While some people have been keen to get back to the normality of a pre-COVID lifestyle, not all community members are so comfortable. Bickford said, “as an older person, I’m still a bit anxious about enclosed spaces, so I’ll often wear a mask,” which is no longer compulsory in libraries, but many libraries still encourage.
Bickford also enjoys the fact she lives in a smaller rural community because it means she is unlikely to be confronted by large numbers of people in the library at any given time. She’s pushing herself to build new routines and starting to venture out into public spaces more. “I’m likely to browse more quickly than I did before; and I now drop into my library two or three times a week to say hello to whoever’s behind the counter.” She feels a sense of normality returning, albeit with a degree of caution. “Libraries offer a comfort zone, yeah, it’s good”, she said.
Garner’s research concluded that libraries were able to react well to the COVID crisis, although rapid and agile responses were sometimes let down by a lack of technology or infrastructure.

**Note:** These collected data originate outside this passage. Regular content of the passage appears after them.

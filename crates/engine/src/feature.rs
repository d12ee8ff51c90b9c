//! Map feature snapshots as returned by surface queries.

use bevy::math::DVec2;

use crate::geometry;

/// Stable identifier for a map feature.
///
/// Real sources carry numeric ids; boundary collections without ids get
/// synthetic sequential ones assigned at load time (see `boundaries`).
#[derive(Debug, Clone, Copy, PartialEq, Eq, Hash, PartialOrd, Ord)]
pub struct FeatureId(pub u64);

impl std::fmt::Display for FeatureId {
    fn fmt(&self, f: &mut std::fmt::Formatter<'_>) -> std::fmt::Result {
        write!(f, "#{}", self.0)
    }
}

/// Geometry of a queried feature: a polygon outer ring or a polyline.
#[derive(Debug, Clone, PartialEq)]
pub enum FeatureGeometry {
    /// Ordered outer ring of a polygon (buildings, boundaries).
    Polygon { ring: Vec<DVec2> },
    /// Ordered vertex list of a line (road centerlines).
    Line { points: Vec<DVec2> },
}

/// A snapshot of one rendered feature.
///
/// The rendering surface owns the real features; queries hand back owned
/// copies, so nothing here aliases surface internals.
#[derive(Debug, Clone, PartialEq)]
pub struct MapFeature {
    pub id: FeatureId,
    pub geometry: FeatureGeometry,
    /// Structural height attribute. Missing on the source means `0.0`.
    pub height: f64,
    /// Optional display name (boundary GEOIDs, street names).
    pub name: Option<String>,
}

impl MapFeature {
    pub fn polygon(id: u64, ring: Vec<DVec2>) -> Self {
        Self {
            id: FeatureId(id),
            geometry: FeatureGeometry::Polygon { ring },
            height: 0.0,
            name: None,
        }
    }

    pub fn line(id: u64, points: Vec<DVec2>) -> Self {
        Self {
            id: FeatureId(id),
            geometry: FeatureGeometry::Line { points },
            height: 0.0,
            name: None,
        }
    }

    pub fn with_height(mut self, height: f64) -> Self {
        self.height = height;
        self
    }

    pub fn with_name(mut self, name: impl Into<String>) -> Self {
        self.name = Some(name.into());
        self
    }

    /// Polygon outer ring, if this feature is a polygon.
    pub fn ring(&self) -> Option<&[DVec2]> {
        match &self.geometry {
            FeatureGeometry::Polygon { ring } => Some(ring),
            FeatureGeometry::Line { .. } => None,
        }
    }

    /// Line vertices, if this feature is a line.
    pub fn line_points(&self) -> Option<&[DVec2]> {
        match &self.geometry {
            FeatureGeometry::Line { points } => Some(points),
            FeatureGeometry::Polygon { .. } => None,
        }
    }

    /// Footprint area (shoelace). Lines and degenerate rings are `0.0`.
    pub fn area(&self) -> f64 {
        self.ring().map_or(0.0, geometry::ring_area)
    }

    /// Anchor point used for proximity checks: the first ring/line vertex.
    ///
    /// The classification heuristics were tuned against the first vertex
    /// rather than the centroid; keep them in sync.
    pub fn anchor(&self) -> Option<DVec2> {
        match &self.geometry {
            FeatureGeometry::Polygon { ring } => ring.first().copied(),
            FeatureGeometry::Line { points } => points.first().copied(),
        }
    }

    /// Mean of the polygon ring; `None` for lines and degenerate rings.
    pub fn centroid(&self) -> Option<DVec2> {
        self.ring().and_then(geometry::ring_centroid)
    }

    /// Whether `point` falls inside this feature's polygon ring.
    pub fn contains(&self, point: DVec2) -> bool {
        self.ring()
            .is_some_and(|ring| geometry::point_in_ring(point, ring))
    }
}

#[cfg(test)]
mod tests {
    use super::*;

    fn square(id: u64) -> MapFeature {
        MapFeature::polygon(
            id,
            vec![
                DVec2::new(0.0, 0.0),
                DVec2::new(2.0, 0.0),
                DVec2::new(2.0, 2.0),
                DVec2::new(0.0, 2.0),
            ],
        )
    }

    #[test]
    fn test_polygon_area_and_centroid() {
        let f = square(1);
        assert!((f.area() - 4.0).abs() < 1e-12);
        let c = f.centroid().unwrap();
        assert!((c - DVec2::new(1.0, 1.0)).length() < 1e-12);
    }

    #[test]
    fn test_line_has_no_area_or_centroid() {
        let f = MapFeature::line(2, vec![DVec2::ZERO, DVec2::ONE]);
        assert_eq!(f.area(), 0.0);
        assert!(f.centroid().is_none());
        assert_eq!(f.anchor(), Some(DVec2::ZERO));
    }

    #[test]
    fn test_degenerate_polygon_is_harmless() {
        let f = MapFeature::polygon(3, vec![DVec2::ZERO, DVec2::ONE]);
        assert_eq!(f.area(), 0.0);
        assert!(f.centroid().is_none());
        assert!(!f.contains(DVec2::new(0.5, 0.5)));
    }

    #[test]
    fn test_contains() {
        let f = square(4);
        assert!(f.contains(DVec2::new(1.0, 1.0)));
        assert!(!f.contains(DVec2::new(3.0, 1.0)));
    }
}
//! Viewport state and host interaction events.
//!
//! The host application forwards camera and pointer activity as events;
//! [`apply_viewport_events`] folds them into a single [`ViewportState`]
//! resource that downstream systems read instead of tracking events
//! themselves.

use bevy::math::DVec2;
use bevy::prelude::*;

use crate::config::MIN_ACTIVE_ZOOM;

/// Camera finished moving; carries the resulting zoom level.
#[derive(Event, Debug, Clone, Copy)]
pub struct CameraMoved {
    pub zoom: f64,
}

/// The hosting view was shown or hidden (tab switch, route change).
#[derive(Event, Debug, Clone, Copy)]
pub struct VisibilityChanged {
    pub visible: bool,
}

/// Pointer moved over the map, in lon/lat coordinates.
#[derive(Event, Debug, Clone, Copy)]
pub struct PointerMoved {
    pub position: DVec2,
}

/// Pointer clicked on the map, in lon/lat coordinates.
#[derive(Event, Debug, Clone, Copy)]
pub struct PointerClicked {
    pub position: DVec2,
}

/// Pointer left the map entirely.
#[derive(Event, Debug, Clone, Copy)]
pub struct PointerLeft;

/// Folded-down view of the host viewport.
#[derive(Resource, Debug, Clone, Copy, PartialEq)]
pub struct ViewportState {
    pub zoom: f64,
    pub visible: bool,
    /// Last known pointer position; `None` once the pointer leaves.
    pub pointer: Option<DVec2>,
}

impl Default for ViewportState {
    fn default() -> Self {
        Self {
            zoom: 0.0,
            visible: true,
            pointer: None,
        }
    }
}

impl ViewportState {
    /// Whether the animation pipeline should run at all: the view must be
    /// visible and zoomed in past the activation threshold.
    pub fn is_active(&self) -> bool {
        self.visible && self.zoom >= MIN_ACTIVE_ZOOM
    }
}

/// System: fold host events into [`ViewportState`].
pub fn apply_viewport_events(
    mut state: ResMut<ViewportState>,
    mut camera: EventReader<CameraMoved>,
    mut visibility: EventReader<VisibilityChanged>,
    mut moved: EventReader<PointerMoved>,
    mut left: EventReader<PointerLeft>,
) {
    for ev in camera.read() {
        state.zoom = ev.zoom;
    }
    for ev in visibility.read() {
        state.visible = ev.visible;
    }
    for ev in moved.read() {
        state.pointer = Some(ev.position);
    }
    if left.read().next().is_some() {
        state.pointer = None;
    }
}
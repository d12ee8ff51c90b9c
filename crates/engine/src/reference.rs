//! Registry of fixed reference infrastructure points.
//!
//! A small (under ~100 entries) set of named anchor points (substations,
//! distribution hubs) loaded once at startup and queried by the
//! classifier. Queries are a linear scan; at this size an index structure
//! would cost more than it saves.

use bevy::math::DVec2;
use bevy::prelude::*;

/// One fixed infrastructure anchor.
#[derive(Debug, Clone, PartialEq)]
pub struct ReferenceNode {
    pub name: String,
    pub position: DVec2,
    /// Relative strength in [0, 1]; kept for paint expressions, not used
    /// by the distance math.
    pub strength: f32,
}

impl ReferenceNode {
    pub fn new(name: impl Into<String>, position: DVec2, strength: f32) -> Self {
        Self {
            name: name.into(),
            position,
            strength,
        }
    }
}

/// Insertion-ordered registry of reference nodes with radius queries.
#[derive(Resource, Debug, Default)]
pub struct ProximityIndex {
    nodes: Vec<ReferenceNode>,
}

impl ProximityIndex {
    pub fn new(nodes: Vec<ReferenceNode>) -> Self {
        Self { nodes }
    }

    pub fn push(&mut self, node: ReferenceNode) {
        self.nodes.push(node);
    }

    pub fn len(&self) -> usize {
        self.nodes.len()
    }

    pub fn is_empty(&self) -> bool {
        self.nodes.is_empty()
    }

    pub fn nodes(&self) -> &[ReferenceNode] {
        &self.nodes
    }

    /// First node within `max_distance` of `point`, in insertion order.
    ///
    /// Deliberately NOT the globally nearest node: downstream intensity
    /// values depend on which node is "the" match, and the shipped
    /// behavior short-circuits on the first hit. Callers that genuinely
    /// want the closest node use [`exhaustive_nearest`].
    ///
    /// [`exhaustive_nearest`]: ProximityIndex::exhaustive_nearest
    pub fn nearest(&self, point: DVec2, max_distance: f64) -> Option<(&ReferenceNode, f64)> {
        for node in &self.nodes {
            let distance = node.position.distance(point);
            if distance < max_distance {
                return Some((node, distance));
            }
        }
        None
    }

    /// Globally nearest node regardless of distance. Offered as the
    /// alternative to [`nearest`]; not the default lookup.
    ///
    /// [`nearest`]: ProximityIndex::nearest
    pub fn exhaustive_nearest(&self, point: DVec2) -> Option<(&ReferenceNode, f64)> {
        self.nodes
            .iter()
            .map(|node| (node, node.position.distance(point)))
            .min_by(|a, b| a.1.total_cmp(&b.1))
    }
}
//! Boundary hover highlighting and popups.
//!
//! Two boundary layers (district and block) share one highlight mechanism:
//! at most one feature per layer carries the `highlighted` derived flag,
//! and every change is clear-then-set so a fast-moving pointer can never
//! leave two features lit. Popups run on two independent channels, hover
//! and click, each holding at most one live popup.

use bevy::math::DVec2;
use bevy::prelude::*;

use engine::config::{BUILDING_LAYER, PRIMARY_BOUNDARY_SOURCE, SECONDARY_BOUNDARY_SOURCE};
use engine::feature::{FeatureId, MapFeature};
use engine::surface::{
    MapSurface, PopupId, StaleFeatureLog, StateValue, SurfaceHandle, SurfaceReadiness,
};
use engine::viewport::{CameraMoved, PointerClicked, PointerLeft, PointerMoved};

/// Derived-state key driving the highlight paint expression.
const HIGHLIGHT_KEY: &str = "highlighted";

/// The two administrative boundary layers.
#[derive(Debug, Clone, Copy, PartialEq, Eq, Hash)]
pub enum BoundaryLayer {
    /// District-level boundaries.
    Primary,
    /// Block-level boundaries.
    Secondary,
}

impl BoundaryLayer {
    pub fn source(self) -> &'static str {
        match self {
            BoundaryLayer::Primary => PRIMARY_BOUNDARY_SOURCE,
            BoundaryLayer::Secondary => SECONDARY_BOUNDARY_SOURCE,
        }
    }
}

/// External request to highlight a named boundary (e.g. from a sidebar
/// list). `name: None` clears the layer's highlight.
#[derive(Event, Debug, Clone)]
pub struct HighlightRequest {
    pub layer: BoundaryLayer,
    pub name: Option<String>,
}

/// Which feature, if any, is highlighted on each boundary layer.
#[derive(Resource, Debug, Default)]
pub struct HighlightState {
    primary: Option<FeatureId>,
    secondary: Option<FeatureId>,
}

impl HighlightState {
    pub fn active(&self, layer: BoundaryLayer) -> Option<FeatureId> {
        *self.slot(layer)
    }

    fn slot(&self, layer: BoundaryLayer) -> &Option<FeatureId> {
        match layer {
            BoundaryLayer::Primary => &self.primary,
            BoundaryLayer::Secondary => &self.secondary,
        }
    }

    fn slot_mut(&mut self, layer: BoundaryLayer) -> &mut Option<FeatureId> {
        match layer {
            BoundaryLayer::Primary => &mut self.primary,
            BoundaryLayer::Secondary => &mut self.secondary,
        }
    }
}

/// Live popups per interaction channel.
#[derive(Resource, Debug, Default)]
pub struct PopupState {
    hover: Option<PopupId>,
    click: Option<PopupId>,
}

impl PopupState {
    pub fn hover(&self) -> Option<PopupId> {
        self.hover
    }

    pub fn click(&self) -> Option<PopupId> {
        self.click
    }
}

fn write_highlight(
    surface: &mut dyn MapSurface,
    stale: &mut StaleFeatureLog,
    layer: BoundaryLayer,
    id: FeatureId,
    on: bool,
) {
    if let Err(err) = surface.set_derived_state(
        layer.source(),
        id,
        &[(HIGHLIGHT_KEY, StateValue::Bool(on))],
    ) {
        if stale.note(layer.source(), id) {
            warn!("dropping highlight write for departed boundary: {err}");
        }
    }
}

/// Highlight one boundary feature, clearing the layer's previous highlight
/// first. Re-highlighting the already-active feature is a no-op.
pub fn set_highlight(
    state: &mut HighlightState,
    surface: &mut dyn MapSurface,
    stale: &mut StaleFeatureLog,
    layer: BoundaryLayer,
    id: FeatureId,
) {
    let slot = state.slot_mut(layer);
    if *slot == Some(id) {
        return;
    }
    if let Some(previous) = slot.take() {
        write_highlight(surface, stale, layer, previous, false);
    }
    write_highlight(surface, stale, layer, id, true);
    *state.slot_mut(layer) = Some(id);
}

/// Clear a layer's highlight. Idempotent.
pub fn clear_highlight(
    state: &mut HighlightState,
    surface: &mut dyn MapSurface,
    stale: &mut StaleFeatureLog,
    layer: BoundaryLayer,
) {
    if let Some(previous) = state.slot_mut(layer).take() {
        write_highlight(surface, stale, layer, previous, false);
    }
}

fn clear_hover_popup(popups: &mut PopupState, surface: &mut dyn MapSurface) {
    if let Some(id) = popups.hover.take() {
        surface.remove_popup(id);
    }
}

fn boundary_at(
    surface: &dyn MapSurface,
    layer: BoundaryLayer,
    position: DVec2,
) -> Option<MapFeature> {
    surface
        .query_features_near(position, &[layer.source()])
        .into_iter()
        .next()
}

/// System: hover highlighting and the hover popup.
///
/// The first containing boundary wins, districts before blocks. Leaving
/// all boundaries clears both highlights and the hover popup.
pub fn handle_pointer_hover(
    mut moved: EventReader<PointerMoved>,
    readiness: Res<SurfaceReadiness>,
    surface: Option<ResMut<SurfaceHandle>>,
    mut state: ResMut<HighlightState>,
    mut popups: ResMut<PopupState>,
    mut stale: ResMut<StaleFeatureLog>,
) {
    let Some(position) = moved.read().last().map(|ev| ev.position) else {
        return;
    };
    if !readiness.is_ready() {
        return;
    }
    let Some(mut surface) = surface else {
        return;
    };
    let surface = surface.0.as_mut();

    let hit = [BoundaryLayer::Primary, BoundaryLayer::Secondary]
        .into_iter()
        .find_map(|layer| boundary_at(surface, layer, position).map(|f| (layer, f)));

    let Some((layer, feature)) = hit else {
        clear_highlight(&mut state, surface, &mut stale, BoundaryLayer::Primary);
        clear_highlight(&mut state, surface, &mut stale, BoundaryLayer::Secondary);
        clear_hover_popup(&mut popups, surface);
        return;
    };

    let other = match layer {
        BoundaryLayer::Primary => BoundaryLayer::Secondary,
        BoundaryLayer::Secondary => BoundaryLayer::Primary,
    };
    clear_highlight(&mut state, surface, &mut stale, other);

    let rehover = state.active(layer) == Some(feature.id);
    set_highlight(&mut state, surface, &mut stale, layer, feature.id);

    // Refresh the popup only when the hovered feature changes.
    if !rehover {
        clear_hover_popup(&mut popups, surface);
        let body = feature
            .name
            .clone()
            .unwrap_or_else(|| format!("Boundary {}", feature.id));
        popups.hover = Some(surface.show_popup(position, body));
    }
}

/// System: click popups over buildings.
///
/// A click replaces any previous click popup; clicking empty ground just
/// dismisses it.
pub fn handle_pointer_clicks(
    mut clicks: EventReader<PointerClicked>,
    readiness: Res<SurfaceReadiness>,
    surface: Option<ResMut<SurfaceHandle>>,
    mut popups: ResMut<PopupState>,
) {
    let Some(position) = clicks.read().last().map(|ev| ev.position) else {
        return;
    };
    if !readiness.is_ready() {
        return;
    }
    let Some(mut surface) = surface else {
        return;
    };
    let surface = surface.0.as_mut();

    if let Some(id) = popups.click.take() {
        surface.remove_popup(id);
    }
    let Some(building) = surface
        .query_features_near(position, &[BUILDING_LAYER])
        .into_iter()
        .next()
    else {
        return;
    };
    let label = building
        .name
        .clone()
        .unwrap_or_else(|| format!("Building {}", building.id));
    let body = format!("{} ({}m)", label, building.height.round());
    popups.click = Some(surface.show_popup(position, body));
}

/// System: pointer leaving the map clears hover state entirely. The click
/// popup stays; it is dismissed by the next click.
pub fn handle_pointer_left(
    mut left: EventReader<PointerLeft>,
    surface: Option<ResMut<SurfaceHandle>>,
    mut state: ResMut<HighlightState>,
    mut popups: ResMut<PopupState>,
    mut stale: ResMut<StaleFeatureLog>,
) {
    if left.read().next().is_none() {
        return;
    }
    let Some(mut surface) = surface else {
        return;
    };
    let surface = surface.0.as_mut();
    clear_highlight(&mut state, surface, &mut stale, BoundaryLayer::Primary);
    clear_highlight(&mut state, surface, &mut stale, BoundaryLayer::Secondary);
    clear_hover_popup(&mut popups, surface);
}

/// System: a camera move invalidates the hover hit-test, so drop the hover
/// highlight and popup rather than leave them anchored to the wrong place.
pub fn handle_camera_moved(
    mut camera: EventReader<CameraMoved>,
    surface: Option<ResMut<SurfaceHandle>>,
    mut state: ResMut<HighlightState>,
    mut popups: ResMut<PopupState>,
    mut stale: ResMut<StaleFeatureLog>,
) {
    if camera.read().next().is_none() {
        return;
    }
    let Some(mut surface) = surface else {
        return;
    };
    let surface = surface.0.as_mut();
    clear_highlight(&mut state, surface, &mut stale, BoundaryLayer::Primary);
    clear_highlight(&mut state, surface, &mut stale, BoundaryLayer::Secondary);
    clear_hover_popup(&mut popups, surface);
}

/// System: serve external highlight-by-name requests.
pub fn handle_highlight_requests(
    mut requests: EventReader<HighlightRequest>,
    readiness: Res<SurfaceReadiness>,
    surface: Option<ResMut<SurfaceHandle>>,
    mut state: ResMut<HighlightState>,
    mut stale: ResMut<StaleFeatureLog>,
) {
    if !readiness.is_ready() {
        return;
    }
    let Some(mut surface) = surface else {
        return;
    };
    let surface = surface.0.as_mut();
    for request in requests.read() {
        let Some(name) = &request.name else {
            clear_highlight(&mut state, surface, &mut stale, request.layer);
            continue;
        };
        let matched = surface
            .query_visible_features(&[request.layer.source()])
            .into_iter()
            .find(|f| f.name.as_deref() == Some(name.as_str()));
        match matched {
            Some(feature) => {
                set_highlight(&mut state, surface, &mut stale, request.layer, feature.id);
            }
            None => warn!("highlight request for unknown boundary '{name}'"),
        }
    }
}
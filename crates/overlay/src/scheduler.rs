//! Animation scheduling: lifecycle state plus a two-level throttle.
//!
//! The field is rebuilt from scratch every processed tick, so the throttle
//! is the only thing standing between a dense viewport and a melted frame
//! budget. Two levels: a frame-skip (process every Nth frame) and a
//! wall-clock minimum interval. Each tick is independent; an overrun delays
//! the next tick instead of compounding.

use std::time::Duration;

use bevy::prelude::*;

use engine::classify::{classify_batch, ClassificationCache};
use engine::config::{BUILDING_LAYER, FRAME_SKIP, PARTICLE_SOURCE, ROAD_LAYER, THROTTLE_MS};
use engine::engine_rng::EngineRng;
use engine::reference::ProximityIndex;
use engine::surface::{PointCollection, SurfaceHandle, SurfaceReadiness};
use engine::viewport::ViewportState;

use crate::particles::{generate_field, FlowTarget};

/// Lifecycle phase of the animation loop.
#[derive(Debug, Clone, Copy, PartialEq, Eq, Default)]
pub enum SchedulerPhase {
    #[default]
    Idle,
    Running,
}

/// Animation lifecycle and throttle state.
#[derive(Resource, Debug)]
pub struct AnimationScheduler {
    phase: SchedulerPhase,
    frame_counter: u64,
    last_run: Option<Duration>,
    pub frame_skip: u64,
    pub min_interval: Duration,
}

impl Default for AnimationScheduler {
    fn default() -> Self {
        Self {
            phase: SchedulerPhase::Idle,
            frame_counter: 0,
            last_run: None,
            frame_skip: FRAME_SKIP,
            min_interval: Duration::from_millis(THROTTLE_MS),
        }
    }
}

impl AnimationScheduler {
    pub fn phase(&self) -> SchedulerPhase {
        self.phase
    }

    pub fn is_running(&self) -> bool {
        self.phase == SchedulerPhase::Running
    }

    pub fn start(&mut self) {
        self.phase = SchedulerPhase::Running;
    }

    /// Stop the loop. Throttle state is kept; a restart resumes the same
    /// cadence rather than bursting.
    pub fn stop(&mut self) {
        self.phase = SchedulerPhase::Idle;
    }

    /// Advance one frame and decide whether this frame is processed.
    ///
    /// Returns false while idle, on skipped frames, and when the wall-clock
    /// interval since the last processed frame is still too short.
    pub fn should_process(&mut self, now: Duration) -> bool {
        if self.phase != SchedulerPhase::Running {
            return false;
        }
        self.frame_counter = self.frame_counter.wrapping_add(1);
        if self.frame_counter % self.frame_skip != 0 {
            return false;
        }
        if let Some(last) = self.last_run {
            if now.saturating_sub(last) < self.min_interval {
                return false;
            }
        }
        self.last_run = Some(now);
        true
    }
}

/// System: run the animation lifecycle and rebuild the particle field on
/// processed ticks.
///
/// Starts when the viewport becomes active (visible and zoomed in past the
/// threshold), stops and clears the published field when it goes inactive.
/// Publish failures are logged and dropped; the next tick rebuilds from
/// scratch anyway.
pub fn drive_particle_field(
    time: Res<Time>,
    viewport: Res<ViewportState>,
    readiness: Res<SurfaceReadiness>,
    mut scheduler: ResMut<AnimationScheduler>,
    surface: Option<ResMut<SurfaceHandle>>,
    index: Res<ProximityIndex>,
    mut cache: ResMut<ClassificationCache>,
    mut rng: ResMut<EngineRng>,
) {
    if !readiness.is_ready() {
        return;
    }
    let Some(mut surface) = surface else {
        return;
    };

    let active = viewport.is_active();
    if active && !scheduler.is_running() {
        info!("flow animation started (zoom {:.1})", viewport.zoom);
        scheduler.start();
    } else if !active && scheduler.is_running() {
        info!("flow animation stopped");
        scheduler.stop();
        // Leave no frozen particles behind.
        if let Err(err) = surface
            .0
            .replace_source_data(PARTICLE_SOURCE, PointCollection::default())
        {
            warn!("failed to clear particle field: {err}");
        }
        return;
    }

    if !scheduler.should_process(time.elapsed()) {
        return;
    }

    let buildings = surface.0.query_visible_features(&[BUILDING_LAYER]);
    let classified = classify_batch(&buildings, &index, &mut cache, &mut rng.0);
    let targets: Vec<FlowTarget> = buildings
        .iter()
        .zip(&classified)
        .filter(|(_, (_, c))| c.is_primary)
        .filter_map(|(feature, _)| FlowTarget::from_feature(feature))
        .collect();

    let roads = surface.0.query_visible_features(&[ROAD_LAYER]);
    let field = generate_field(
        time.elapsed_secs_f64(),
        viewport.zoom,
        &targets,
        &roads,
        &mut rng.0,
    );
    debug!(
        "published {} particles from {} targets over {} roads",
        field.len(),
        targets.len(),
        roads.len()
    );
    if let Err(err) = surface.0.replace_source_data(PARTICLE_SOURCE, field) {
        warn!("failed to publish particle field: {err}");
    }
}

#[cfg(test)]
mod tests {
    use super::*;
    use bevy::math::DVec2;
    use engine::feature::MapFeature;
    use engine::surface::{MemorySurface, StaleFeatureLog};
    use engine::viewport::{CameraMoved, PointerLeft, PointerMoved, VisibilityChanged};

    #[test]
    fn test_should_process_respects_frame_skip() {
        let mut scheduler = AnimationScheduler {
            frame_skip: 2,
            min_interval: Duration::ZERO,
            ..AnimationScheduler::default()
        };
        scheduler.start();
        let decisions: Vec<bool> = (0..6)
            .map(|i| scheduler.should_process(Duration::from_millis(i)))
            .collect();
        assert_eq!(decisions, vec![false, true, false, true, false, true]);
    }

    #[test]
    fn test_should_process_respects_min_interval() {
        let mut scheduler = AnimationScheduler {
            frame_skip: 1,
            min_interval: Duration::from_millis(50),
            ..AnimationScheduler::default()
        };
        scheduler.start();
        assert!(scheduler.should_process(Duration::from_millis(0)));
        assert!(!scheduler.should_process(Duration::from_millis(20)));
        assert!(!scheduler.should_process(Duration::from_millis(49)));
        assert!(scheduler.should_process(Duration::from_millis(50)));
    }

    #[test]
    fn test_idle_scheduler_never_processes() {
        let mut scheduler = AnimationScheduler::default();
        for i in 0..10 {
            assert!(!scheduler.should_process(Duration::from_millis(i * 100)));
        }
    }

    fn flow_surface() -> MemorySurface {
        let mut surface = MemorySurface::new();
        // One primary building (height divisible by 4) next to a road.
        surface.insert_layer(
            BUILDING_LAYER,
            vec![MapFeature::polygon(
                1,
                vec![
                    DVec2::new(0.0, 0.0),
                    DVec2::new(0.0002, 0.0),
                    DVec2::new(0.0002, 0.0002),
                    DVec2::new(0.0, 0.0002),
                ],
            )
            .with_height(16.0)],
        );
        surface.insert_layer(
            ROAD_LAYER,
            vec![MapFeature::line(
                2,
                vec![DVec2::new(-0.002, 0.0005), DVec2::new(0.002, 0.0005)],
            )],
        );
        surface.register_source(PARTICLE_SOURCE);
        surface.set_ready(true);
        surface
    }

    fn test_app() -> App {
        let mut app = App::new();
        app.init_resource::<Time>();
        app.init_resource::<ViewportState>();
        app.init_resource::<ClassificationCache>();
        app.init_resource::<ProximityIndex>();
        app.init_resource::<EngineRng>();
        app.init_resource::<StaleFeatureLog>();
        app.init_resource::<SurfaceReadiness>();
        app.add_event::<CameraMoved>();
        app.add_event::<VisibilityChanged>();
        app.add_event::<PointerMoved>();
        app.add_event::<PointerLeft>();
        // Process every frame so tests don't fight the throttle.
        app.insert_resource(AnimationScheduler {
            frame_skip: 1,
            min_interval: Duration::ZERO,
            ..AnimationScheduler::default()
        });
        app.insert_resource(SurfaceHandle::new(flow_surface()));
        app.add_systems(
            Update,
            (
                engine::surface::poll_surface_readiness,
                engine::viewport::apply_viewport_events,
                drive_particle_field,
            )
                .chain(),
        );
        app
    }

    fn memory(app: &App) -> &MemorySurface {
        app.world()
            .resource::<SurfaceHandle>()
            .0
            .as_any()
            .downcast_ref()
            .unwrap()
    }

    fn advance(app: &mut App, millis: u64) {
        app.world_mut()
            .resource_mut::<Time>()
            .advance_by(Duration::from_millis(millis));
        app.update();
    }

    #[test]
    fn test_inactive_viewport_publishes_nothing() {
        let mut app = test_app();
        // Default zoom 0.0 is below the activation threshold.
        advance(&mut app, 16);
        advance(&mut app, 16);
        assert_eq!(memory(&app).publish_count(), 0);
        assert!(!app.world().resource::<AnimationScheduler>().is_running());
    }

    #[test]
    fn test_active_viewport_publishes_particles() {
        let mut app = test_app();
        app.world_mut().send_event(CameraMoved { zoom: 15.0 });
        advance(&mut app, 16);
        advance(&mut app, 16);
        let mem = memory(&app);
        assert!(mem.publish_count() >= 1);
        assert!(!mem.source_points(PARTICLE_SOURCE).unwrap().is_empty());
        assert!(app.world().resource::<AnimationScheduler>().is_running());
    }

    #[test]
    fn test_hiding_view_stops_and_clears_field() {
        let mut app = test_app();
        app.world_mut().send_event(CameraMoved { zoom: 15.0 });
        advance(&mut app, 16);
        advance(&mut app, 16);
        assert!(!memory(&app).source_points(PARTICLE_SOURCE).unwrap().is_empty());

        app.world_mut().send_event(VisibilityChanged { visible: false });
        advance(&mut app, 16);
        let mem = memory(&app);
        assert!(mem.source_points(PARTICLE_SOURCE).unwrap().is_empty());
        assert!(!app.world().resource::<AnimationScheduler>().is_running());

        // Stopped means stopped: no further publishes.
        let published = mem.publish_count();
        advance(&mut app, 16);
        assert_eq!(memory(&app).publish_count(), published);
    }

    #[test]
    fn test_zooming_out_stops_the_loop() {
        let mut app = test_app();
        app.world_mut().send_event(CameraMoved { zoom: 15.0 });
        advance(&mut app, 16);
        assert!(app.world().resource::<AnimationScheduler>().is_running());

        app.world_mut().send_event(CameraMoved { zoom: 11.0 });
        advance(&mut app, 16);
        assert!(!app.world().resource::<AnimationScheduler>().is_running());
    }
}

On the whole, they found that libraries coped very well.
Mickan said, “because we were only shut for six weeks, it actually gave people enough time to miss what was on offer, but wasn’t long enough that people found alternative options.” She believes the forced library closures made people realise the connections they have in libraries are important. She sees libraries as spaces where people can feel safe and venture back out to reconnect with others in their communities.
As libraries restart their programs and welcome people back, staffing is an issue always on Mickan’s mind. Managing staff illness on top of normal rostering is something that needs to be considered. She also sees some positives that have come out of the pandemic and doesn’t want to just go back to how things were beforehand. She said, “the intent is to return to how we were pre-pandemic, but also taking those learnings and not ignoring them.” She sees libraries doing more in a community support role and facilitating various community partnerships, particularly in the small business entrepreneur space. Mickan believes it’s too hard to predict exactly what the future will look like, but said, “the one thing that will remain constant is supporting our community with their needs, and staying relevant.”